What this does is to use the pretrained model (downloads it automatically). For few architectures you might need to download the weights file from http://files.fast.ai/models/ and put it inside fastai folder.

In this, the first argument is the model function call. For example, here it is resnet34 which is a function rather than a class or something.

In [6]:
learn1 = ConvLearner.pretrained(arch, data)

In [7]:
learn1.fit(1e-2, 1, cycle_len=1, best_save_name='dc_a1', metrics=[accuracy])
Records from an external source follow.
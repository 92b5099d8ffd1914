//! Random number source abstraction
//!
//! Randomness is injected rather than reached for ambiently so that turn
//! processing stays deterministic under test.

use rand::Rng;

use crate::value_objects::Direction;

/// Random number generation abstraction.
pub trait RandomSource: Send + Sync {
    /// Generate a random f64 in range [0.0, 1.0)
    fn random_f64(&self) -> f64;

    /// Generate a random i32 in range [min, max] (inclusive on both ends)
    fn random_range(&self, min: i32, max: i32) -> i32;

    /// Pick a uniformly random compass direction token.
    fn random_direction(&self) -> Direction {
        let index = self.random_range(0, Direction::ALL.len() as i32 - 1);
        Direction::ALL[index as usize]
    }
}

/// Production source backed by the thread-local generator.
#[derive(Debug, Clone, Default)]
pub struct ThreadRngSource;

impl ThreadRngSource {
    pub fn new() -> Self {
        Self
    }
}

impl RandomSource for ThreadRngSource {
    fn random_f64(&self) -> f64 {
        rand::thread_rng().gen_range(0.0..1.0)
    }

    fn random_range(&self, min: i32, max: i32) -> i32 {
        if min >= max {
            return min;
        }
        rand::thread_rng().gen_range(min..=max)
    }
}

/// Fixed source for deterministic testing.
///
/// Returns values from a provided sequence, cycling if needed.
/// Thread-safe via atomic operations.
#[derive(Debug)]
pub struct FixedRandomSource {
    values: Vec<i32>,
    index: std::sync::atomic::AtomicUsize,
}

impl FixedRandomSource {
    pub fn new(values: Vec<i32>) -> Self {
        Self {
            values,
            index: std::sync::atomic::AtomicUsize::new(0),
        }
    }

    fn next_value(&self) -> i32 {
        if self.values.is_empty() {
            return 0;
        }
        let i = self
            .index
            .fetch_add(1, std::sync::atomic::Ordering::Relaxed);
        self.values[i % self.values.len()]
    }
}

impl RandomSource for FixedRandomSource {
    fn random_f64(&self) -> f64 {
        f64::from(self.next_value()).clamp(0.0, 1.0)
    }

    fn random_range(&self, min: i32, max: i32) -> i32 {
        self.next_value().clamp(min, max)
    }
}

#[cfg(test)]
mod tests {
    use super::*;

    #[test]
    fn test_fixed_source_cycles() {
        let source = FixedRandomSource::new(vec![1, 2, 3]);
        assert_eq!(source.random_range(0, 10), 1);
        assert_eq!(source.random_range(0, 10), 2);
        assert_eq!(source.random_range(0, 10), 3);
        assert_eq!(source.random_range(0, 10), 1);
    }

    #[test]
    fn test_fixed_source_clamps_to_range() {
        let source = FixedRandomSource::new(vec![99]);
        assert_eq!(source.random_range(0, 7), 7);
    }

    #[test]
    fn test_random_direction_covers_all_tokens() {
        let source = FixedRandomSource::new((0..8).collect());
        let picked: Vec<Direction> = (0..8).map(|_| source.random_direction()).collect();
        assert_eq!(picked, Direction::ALL.to_vec());
    }

    #[test]
    fn test_thread_rng_source_stays_in_range() {
        let source = ThreadRngSource::new();
        for _ in 0..100 {
            let value = source.random_range(3, 5);
            assert!((3..=5).contains(&value));
        }
    }
}
//! Per-type encode/decode between entities and flat [`FieldMap`] records
//!
//! Encoding stringifies scalars locale-independently, writes reference
//! fields as the referenced object's name (omitting the key for an absent
//! reference), and joins multi-line lists with `"\n"`. Decoding never fails
//! on a single bad scalar: it substitutes the documented default and warns.
//! Reference fields cannot be resolved from one record in isolation, so
//! decoders hand back the raw names for the loader's second pass.

mod creature;
mod item;
mod movement;
mod spawner;
mod terrain;
mod trader;

pub use creature::{decode_creature, encode_creature, CreatureRefs};
pub use item::{decode_item, encode_item};
pub use movement::{decode_movement, encode_movement};
pub use spawner::{decode_spawner, encode_spawner, SpawnerRefs};
pub use terrain::{decode_terrain, encode_terrain};
pub use trader::{decode_trader, encode_trader, TraderRefs};

use mapwright_domain::{Direction, ObjectInstance};

use crate::field_map::FieldMap;

/// The common identity fields every record starts with.
pub(crate) fn encode_common(fields: &mut FieldMap, object: &impl ObjectInstance) {
    fields.insert("name", object.name());
    fields.insert("description", object.description());
    fields.insert_optional("imagePath", object.image_path());
}

pub(crate) fn decode_common(fields: &FieldMap, object: &mut impl ObjectInstance) {
    object.set_description(&fields.get_string("description"));
    object.set_image_path(fields.get("imagePath"));
}

/// Optional direction token: absent key means no orientation; a bad token
/// falls back to none with a warning.
pub(crate) fn decode_orientation(fields: &FieldMap, object: &str) -> Option<Direction> {
    let token = fields.get("orientation")?;
    match token.parse() {
        Ok(direction) => Some(direction),
        Err(_) => {
            tracing::warn!(object, token, "malformed orientation token, leaving unset");
            None
        }
    }
}

/// Comma-delimited name list (trade offers); blanks are trimmed away.
pub(crate) fn split_name_list(raw: &str) -> Vec<String> {
    raw.split(',')
        .map(str::trim)
        .filter(|name| !name.is_empty())
        .map(str::to_string)
        .collect()
}
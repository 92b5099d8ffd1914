//! Movement pattern entity
//!
//! An ordered list of direction tokens plus playback flags. Creatures and
//! traders alias movement patterns through `Arc`; a pattern is authored
//! once and shared.

use crate::entities::object::{expect_boolean, expect_integer, expect_string, ObjectCore, ObjectInstance, ObjectType};
use crate::error::DomainError;
use crate::value_objects::{Direction, PropertyBag, PropertyValue};

#[derive(Debug, Clone, PartialEq)]
pub struct Movement {
    core: ObjectCore,
    directions: Vec<Direction>,
    repeating: bool,
    random: bool,
    reversible: bool,
    move_interval: i64,
}

impl Movement {
    pub fn new(name: impl Into<String>) -> Self {
        let mut movement = Self {
            core: ObjectCore::new(name),
            directions: Vec::new(),
            repeating: false,
            random: false,
            reversible: false,
            move_interval: 0,
        };
        movement.set_directions(Vec::new());
        movement.set_repeating(false);
        movement.set_random(false);
        movement.set_reversible(false);
        movement.set_move_interval(0);
        movement
    }

    pub fn directions(&self) -> &[Direction] {
        &self.directions
    }

    pub fn set_directions(&mut self, directions: Vec<Direction>) {
        self.directions = directions;
        self.core.mirror(
            "directions",
            PropertyValue::String(Self::join_directions(&self.directions)),
        );
    }

    /// The persisted multi-line form: one token per line.
    pub fn join_directions(directions: &[Direction]) -> String {
        directions
            .iter()
            .map(Direction::as_str)
            .collect::<Vec<_>>()
            .join("\n")
    }

    /// Parse the multi-line form, trimming entries and discarding blanks.
    /// Tokens that fail to parse are dropped along with the blanks; a
    /// malformed line never fails the whole list.
    pub fn split_directions(text: &str) -> Vec<Direction> {
        text.lines()
            .map(str::trim)
            .filter(|line| !line.is_empty())
            .filter_map(|line| line.parse().ok())
            .collect()
    }

    pub fn repeating(&self) -> bool {
        self.repeating
    }

    pub fn set_repeating(&mut self, value: bool) {
        self.repeating = value;
        self.core.mirror("repeating", PropertyValue::Boolean(value));
    }

    pub fn random(&self) -> bool {
        self.random
    }

    pub fn set_random(&mut self, value: bool) {
        self.random = value;
        self.core.mirror("random", PropertyValue::Boolean(value));
    }

    pub fn reversible(&self) -> bool {
        self.reversible
    }

    pub fn set_reversible(&mut self, value: bool) {
        self.reversible = value;
        self.core.mirror("reversible", PropertyValue::Boolean(value));
    }

    pub fn move_interval(&self) -> i64 {
        self.move_interval
    }

    pub fn set_move_interval(&mut self, value: i64) {
        self.move_interval = value;
        self.core.mirror("moveInterval", PropertyValue::Integer(value));
    }
}

impl ObjectInstance for Movement {
    fn object_type(&self) -> ObjectType {
        ObjectType::Movement
    }

    fn name(&self) -> &str {
        self.core.name()
    }

    fn set_name(&mut self, name: &str) {
        self.core.set_name(name);
    }

    fn description(&self) -> &str {
        self.core.description()
    }

    fn set_description(&mut self, description: &str) {
        self.core.set_description(description);
    }

    fn image_path(&self) -> Option<&str> {
        self.core.image_path()
    }

    fn set_image_path(&mut self, path: Option<&str>) {
        self.core.set_image_path(path);
    }

    fn properties(&self) -> &PropertyBag {
        self.core.bag()
    }

    fn set_property(&mut self, name: &str, value: PropertyValue) -> Result<(), DomainError> {
        if let Some(result) = self.core.try_set_common(name, &value) {
            return result;
        }
        match name {
            "directions" => {
                let text = expect_string(name, &value)?;
                self.set_directions(Self::split_directions(&text));
            }
            "repeating" => self.set_repeating(expect_boolean(name, &value)?),
            "random" => self.set_random(expect_boolean(name, &value)?),
            "reversible" => self.set_reversible(expect_boolean(name, &value)?),
            "moveInterval" => self.set_move_interval(expect_integer(name, &value)?),
            _ => self.core.mirror(name, value),
        }
        Ok(())
    }

    fn duplicate(&self) -> Self {
        self.clone()
    }
}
HBox(children=(IntProgress(value=0, description='Epoch', max=1), HTML(value='')))

epoch      trn_loss   val_loss   accuracy                     
    0      0.054967   0.031165   0.989     



[array([0.03116]), 0.989]

In [8]:
learn1.unfreeze()
learn1.fit(1e-2, 1, cycle_len=1, best_save_name='dc_a1', metrics=[accuracy])

HBox(children=(IntProgress(value=0, description='Epoch', max=1), HTML(value='')))

epoch      trn_loss   val_loss   accuracy                     
    0      0.052801   0.028175   0.991     



[array([0.02817]), 0.991]

#### FAI models Method-2 : `ConvLearner.from_model_data`

In this case the argument required is the model which should be inherited from the pytorch class `nn.Module`

In [9]:
model = resnet34(pretrained=True)

learn2 = ConvLearner.from_model_data(model, data)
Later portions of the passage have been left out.